Wir produzieren seit Jahren Filme mit echten Menschen aus Unternehmen, nicht mit Schauspielern. Wir haben gelernt, was funktioniert. Hier sind die 10 wichtigsten Tricks, die wir bei jedem Dreh einsetzen, damit aus angespannten Protagonist:innen entspannte, authentische Stimmen werden.
Die 10 Tricks aus der Praxis
1. Niemals mit „Action” anfangen
Das Wort „Action” ist Gift. Sobald jemand hört, dass jetzt der eigentliche Take startet, versteift sich der Körper. Stattdessen anfangen, ohne es zu sagen. Kamera läuft schon. Die ersten zwei Minuten sind Aufwärm-Smalltalk, der nie genutzt wird.
Praxis-Trick: Schon während der Lavalier angesteckt wird, über Smalltalk-Themen sprechen. Die Person merkt nicht, dass die Kamera bereits Material aufnimmt. Erste echte Antworten kommen oft, wenn alle noch denken, „wir wärmen nur auf”.
2. Den ersten Take bewusst wegwerfen
Sagt eurem Protagonisten vorher: „Den ersten Take machen wir nur zum Reinkommen, den brauchen wir nicht.” Damit sinkt der Druck enorm. In den meisten Fällen ist genau dieser „erste Wegwerf-Take” am Ende der beste, weil keine Anspannung dabei war.
3. Niemals zur Kamera sprechen lassen, immer zu einem Menschen
Wer in eine schwarze Linse spricht, sieht angespannt aus. Wer zu einem Reporter spricht, der direkt neben der Kamera sitzt und Augenkontakt hält, wird natürlich. Diese Person muss zuhören, nicken, lachen, alle nicht-verbalen Signale geben, die ein echtes Gespräch ausmachen.
Praxis-Trick: Reporter sitzt auf einem niedrigen Hocker, Augenhöhe leicht unter der des Protagonisten.

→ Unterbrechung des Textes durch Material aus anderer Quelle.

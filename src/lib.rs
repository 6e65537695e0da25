//! HTTP access logging.
//!
//! An [`AccessLogger`] turns each completed request into one line, drops
//! blacklisted lines, collapses runs of duplicates, writes the result to its
//! [`LineSink`]s and, when the console is enabled, publishes it into a
//! [`CappedEventStream`] that live subscribers can tail.

pub mod collapser;
pub mod config;
pub mod event_stream;
pub mod file_config;
pub mod filters;
pub mod formatter;
pub mod logger;
pub mod rate_limited_warner;
pub mod request;
pub mod sink;
pub mod template;

#[cfg(any(test, feature = "test-util"))]
pub mod test_utils;

pub use collapser::{DuplicateCollapser, Emission};
pub use config::{AccessLogConfigBuilder, ConfigError};
pub use event_stream::{
    CappedEventStream, Event, RecvError, RecvTimeoutError, Subscriber, SubscriberCanceller,
    TryRecvError,
};
pub use filters::{Blacklist, BlacklistFilterBuilder, FilterBuildError, FilterBuilderTrait, LineFilter};
pub use formatter::{AccessLineFormatter, FormatOptions, FormattedLine, Fingerprint};
pub use logger::{AccessLogger, LogOutcome, Toggles};
pub use request::{Headers, RequestFact, ResponseFact};
pub use sink::{LineSink, LogSink, SinkError, StreamSink};
#[cfg(feature = "tracing-compat")]
pub use sink::TracingSink;
pub use template::{DEFAULT_FORMAT, FormatTemplate, Placeholder, TemplateError};
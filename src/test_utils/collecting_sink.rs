//! In-memory sinks for asserting on written lines.

use std::io;
use std::sync::Arc;
use std::sync::atomic::{AtomicUsize, Ordering};

use parking_lot::Mutex;

use crate::sink::{LineSink, SinkError};

/// Sink that stores every line it receives for later inspection.
#[derive(Clone, Debug, Default)]
pub struct CollectingSink {
    lines: Arc<Mutex<Vec<String>>>,
}

impl CollectingSink {
    /// Create a new empty sink.
    pub fn new() -> Self {
        Self::default()
    }

    /// Return a snapshot of all lines received so far.
    pub fn collected(&self) -> Vec<String> {
        self.lines.lock().clone()
    }

    pub fn len(&self) -> usize {
        self.lines.lock().len()
    }

    pub fn is_empty(&self) -> bool {
        self.lines.lock().is_empty()
    }
}

impl LineSink for CollectingSink {
    fn write_line(&self, line: &str) -> Result<(), SinkError> {
        self.lines.lock().push(line.to_owned());
        Ok(())
    }
}

/// Sink whose writes always fail, counting the attempts.
#[derive(Clone, Debug, Default)]
pub struct FailingSink {
    attempts: Arc<AtomicUsize>,
}

impl FailingSink {
    pub fn new() -> Self {
        Self::default()
    }

    pub fn attempts(&self) -> usize {
        self.attempts.load(Ordering::SeqCst)
    }
}

impl LineSink for FailingSink {
    fn write_line(&self, _line: &str) -> Result<(), SinkError> {
        self.attempts.fetch_add(1, Ordering::SeqCst);
        Err(SinkError::Io(io::Error::other("sink unavailable")))
    }

    fn flush(&self) -> bool {
        false
    }
}
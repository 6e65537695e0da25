//! Run-length collapsing of consecutive duplicate lines.
//!
//! The collapser is a single-writer state machine: callers must serialise
//! access (the [`crate::AccessLogger`] holds it behind its log lock).

use crate::formatter::{Fingerprint, FormattedLine};

/// Render the summary line emitted after a run of duplicates.
pub fn summary_line(duplicates: u64) -> String {
    format!(" + {duplicates} duplicates")
}

/// What the caller must write after observing a line.
#[derive(Clone, Debug, PartialEq, Eq)]
pub enum Emission {
    /// The line duplicated the previous one and is held back.
    Buffered,
    /// Write the line.
    Line(String),
    /// A run of duplicates ended: write `prior`, the summary for
    /// `duplicates`, then `line`.
    LineWithPriorSummary {
        prior: String,
        duplicates: u64,
        line: String,
    },
    /// Pending duplicates flushed at shutdown: write `prior` and the summary.
    Summary { prior: String, duplicates: u64 },
}

impl Emission {
    /// Lines to write, in order.
    pub fn into_lines(self) -> Vec<String> {
        match self {
            Self::Buffered => Vec::new(),
            Self::Line(line) => vec![line],
            Self::LineWithPriorSummary {
                prior,
                duplicates,
                line,
            } => vec![prior, summary_line(duplicates), line],
            Self::Summary { prior, duplicates } => vec![prior, summary_line(duplicates)],
        }
    }
}

/// Coalesces consecutive lines sharing a [`Fingerprint`].
#[derive(Debug, Default)]
pub struct DuplicateCollapser {
    last: Option<Fingerprint>,
    previous_line: Option<String>,
    duplicates: u64,
}

impl DuplicateCollapser {
    pub fn new() -> Self {
        Self::default()
    }

    /// Feed the next line.
    ///
    /// A line matching the previous fingerprint is held back and counted. A
    /// differing line releases the most recent held line plus a summary
    /// before being emitted itself.
    pub fn observe(&mut self, line: FormattedLine) -> Emission {
        if self.last == Some(line.fingerprint) {
            self.previous_line = Some(line.text);
            self.duplicates += 1;
            return Emission::Buffered;
        }

        self.last = Some(line.fingerprint);
        match self.take_pending() {
            Some((prior, duplicates)) => Emission::LineWithPriorSummary {
                prior,
                duplicates,
                line: line.text,
            },
            None => Emission::Line(line.text),
        }
    }

    /// Release any pending duplicate run.
    ///
    /// The fingerprint is forgotten as well, so the next line is always
    /// emitted.
    pub fn flush(&mut self) -> Option<Emission> {
        self.last = None;
        self.take_pending()
            .map(|(prior, duplicates)| Emission::Summary { prior, duplicates })
    }

    /// Number of duplicates currently held back.
    pub fn pending_duplicates(&self) -> u64 {
        self.duplicates
    }

    fn take_pending(&mut self) -> Option<(String, u64)> {
        let duplicates = std::mem::take(&mut self.duplicates);
        let prior = self.previous_line.take();
        match prior {
            Some(prior) if duplicates > 0 => Some((prior, duplicates)),
            _ => None,
        }
    }
}

#[cfg(test)]
mod tests {
    use super::*;
    use crate::formatter::{AccessLineFormatter, FormatOptions};
    use crate::request::{RequestFact, ResponseFact};
    use std::time::Duration;

    fn line(url: &str, elapsed_ms: u64) -> FormattedLine {
        AccessLineFormatter::default().format(
            &RequestFact::new("GET", url).with_host("x"),
            Some(&ResponseFact::new(200, 1)),
            Duration::from_millis(elapsed_ms),
            FormatOptions::default(),
        )
    }

    #[test]
    fn three_duplicates_then_different() {
        let mut c = DuplicateCollapser::new();
        let first = line("/a", 1);
        let second = line("/a", 2);
        let third = line("/a", 3);
        let other = line("/b", 4);

        let mut written = Vec::new();
        for l in [first.clone(), second, third.clone(), other.clone()] {
            written.extend(c.observe(l).into_lines());
        }

        assert_eq!(
            written,
            vec![
                first.text,
                third.text,
                " + 2 duplicates".to_owned(),
                other.text,
            ]
        );
        assert_eq!(c.pending_duplicates(), 0);
    }

    #[test]
    fn distinct_lines_pass_straight_through() {
        let mut c = DuplicateCollapser::new();
        let a = line("/a", 1);
        let b = line("/b", 1);
        assert_eq!(c.observe(a.clone()), Emission::Line(a.text));
        assert_eq!(c.observe(b.clone()), Emission::Line(b.text));
        assert_eq!(c.flush(), None);
    }

    #[test]
    fn flush_emits_pending_summary() {
        let mut c = DuplicateCollapser::new();
        c.observe(line("/a", 1));
        assert_eq!(c.observe(line("/a", 9)), Emission::Buffered);
        let last = line("/a", 9);
        assert_eq!(
            c.flush(),
            Some(Emission::Summary {
                prior: last.text,
                duplicates: 1
            })
        );
        assert_eq!(c.flush(), None);
        // Fingerprint was forgotten by the flush.
        assert!(matches!(c.observe(line("/a", 1)), Emission::Line(_)));
    }
}
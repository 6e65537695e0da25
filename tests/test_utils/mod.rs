pub mod shared_buffer;

pub use shared_buffer::{SharedBuf, read_output};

Das wirkt unterbewusst hierarchiebrechend und entspannt zusätzlich.
4. Patzer nicht korrigieren, einfach weiterlaufen lassen
Wenn jemand sagt „Stopp, ich fang nochmal an”, reflexiv antworten: „Nö, machen wir gleich nochmal zu Ende, läuft super.” Damit signalisiert ihr: Es muss nicht perfekt sein. Das senkt den Performance-Druck und macht den nächsten Take besser.

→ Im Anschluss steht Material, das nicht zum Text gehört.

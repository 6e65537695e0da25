//! Regex-based suppression of access lines.

use log::error;
use regex::Regex;

use crate::filters::{FilterBuildError, FilterBuilderTrait, LineFilter};

/// Suppresses lines matching a configured pattern anywhere in the line.
///
/// With no pattern nothing is suppressed.
#[derive(Clone, Debug, Default)]
pub struct Blacklist {
    pattern: Option<Regex>,
}

impl Blacklist {
    /// A blacklist that never suppresses.
    pub fn none() -> Self {
        Self::default()
    }

    /// Build from an optional configured pattern, failing open.
    ///
    /// Blank patterns mean "no blacklist". A pattern that fails to compile
    /// is reported once and then ignored.
    pub fn from_pattern(pattern: Option<&str>) -> Self {
        let Some(pattern) = pattern else {
            return Self::none();
        };
        match BlacklistFilterBuilder::new().with_pattern(pattern).build_inner() {
            Ok(blacklist) => blacklist,
            Err(err) => {
                error!("accesslog: {err}; blacklist disabled");
                Self::none()
            }
        }
    }

    /// Whether `line` matches the configured pattern.
    pub fn is_suppressed(&self, line: &str) -> bool {
        self.pattern.as_ref().is_some_and(|re| re.is_match(line))
    }

    /// The compiled pattern text, if any.
    pub fn pattern(&self) -> Option<&str> {
        self.pattern.as_ref().map(Regex::as_str)
    }
}

impl LineFilter for Blacklist {
    fn should_log(&self, line: &str) -> bool {
        !self.is_suppressed(line)
    }
}

/// Builder for [`Blacklist`] that rejects invalid patterns.
#[derive(Clone, Debug, Default)]
pub struct BlacklistFilterBuilder {
    pattern: Option<String>,
}

impl BlacklistFilterBuilder {
    pub fn new() -> Self {
        Self::default()
    }

    /// Set the pattern to match against formatted lines.
    pub fn with_pattern(mut self, pattern: impl Into<String>) -> Self {
        self.pattern = Some(pattern.into());
        self
    }
}

impl FilterBuilderTrait for BlacklistFilterBuilder {
    type Filter = Blacklist;

    fn build_inner(&self) -> Result<Self::Filter, FilterBuildError> {
        let Some(pattern) = self.pattern.as_deref().filter(|p| !p.trim().is_empty()) else {
            return Ok(Blacklist::none());
        };
        let regex = Regex::new(pattern).map_err(|source| FilterBuildError::InvalidPattern {
            pattern: pattern.to_owned(),
            source,
        })?;
        Ok(Blacklist {
            pattern: Some(regex),
        })
    }
}
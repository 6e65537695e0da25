//! Sink emitting lines as `tracing` events.

use crate::sink::{LineSink, SinkError};

/// Emits each line as an `INFO` event with target `accesslog`.
#[derive(Clone, Copy, Debug, Default)]
pub struct TracingSink;

impl LineSink for TracingSink {
    fn write_line(&self, line: &str) -> Result<(), SinkError> {
        tracing::info!(target: "accesslog", "{line}");
        Ok(())
    }
}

5. Skripte komplett verbieten
Wer mit einem Skript dreht, schaut auf das Blatt, vergisst zu atmen, verzerrt die Stimme. Stattdessen vorher die 2-3 Kernaussagen besprechen und dann frei sprechen lassen. Wenn die Aussage am Ende anders kommt als geplant, ist das fast immer besser als die ursprüngliche Version.

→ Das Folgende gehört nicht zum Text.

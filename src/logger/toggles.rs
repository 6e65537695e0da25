//! Snapshot of the logger's runtime switches.

/// Every runtime toggle of an [`super::AccessLogger`].
///
/// Used to read or replace all switches at once, e.g. from an admin
/// console.
#[derive(Clone, Copy, Debug, PartialEq, Eq)]
pub struct Toggles {
    pub enabled: bool,
    pub log_request_headers: bool,
    pub log_post: bool,
    pub log_response: bool,
    pub console_enabled: bool,
}

impl Default for Toggles {
    /// Logging on, optional sections and console off.
    fn default() -> Self {
        Self {
            enabled: true,
            log_request_headers: false,
            log_post: false,
            log_response: false,
            console_enabled: false,
        }
    }
}

impl Toggles {
    pub fn with_enabled(mut self, flag: bool) -> Self {
        self.enabled = flag;
        self
    }

    pub fn with_log_request_headers(mut self, flag: bool) -> Self {
        self.log_request_headers = flag;
        self
    }

    pub fn with_log_post(mut self, flag: bool) -> Self {
        self.log_post = flag;
        self
    }

    pub fn with_log_response(mut self, flag: bool) -> Self {
        self.log_response = flag;
        self
    }

    pub fn with_console_enabled(mut self, flag: bool) -> Self {
        self.console_enabled = flag;
        self
    }
}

6. Pausen sind Gold, nicht Probleme
Wenn jemand mitten im Satz hängenbleibt, nicht eingreifen. Einfach abwarten. Die nächsten 5-10 Sekunden sind die ehrlichsten des ganzen Tages, weil die Person sucht, was sie wirklich sagen will. Genau das sind die Stellen, die später im Schnitt zu Gold werden.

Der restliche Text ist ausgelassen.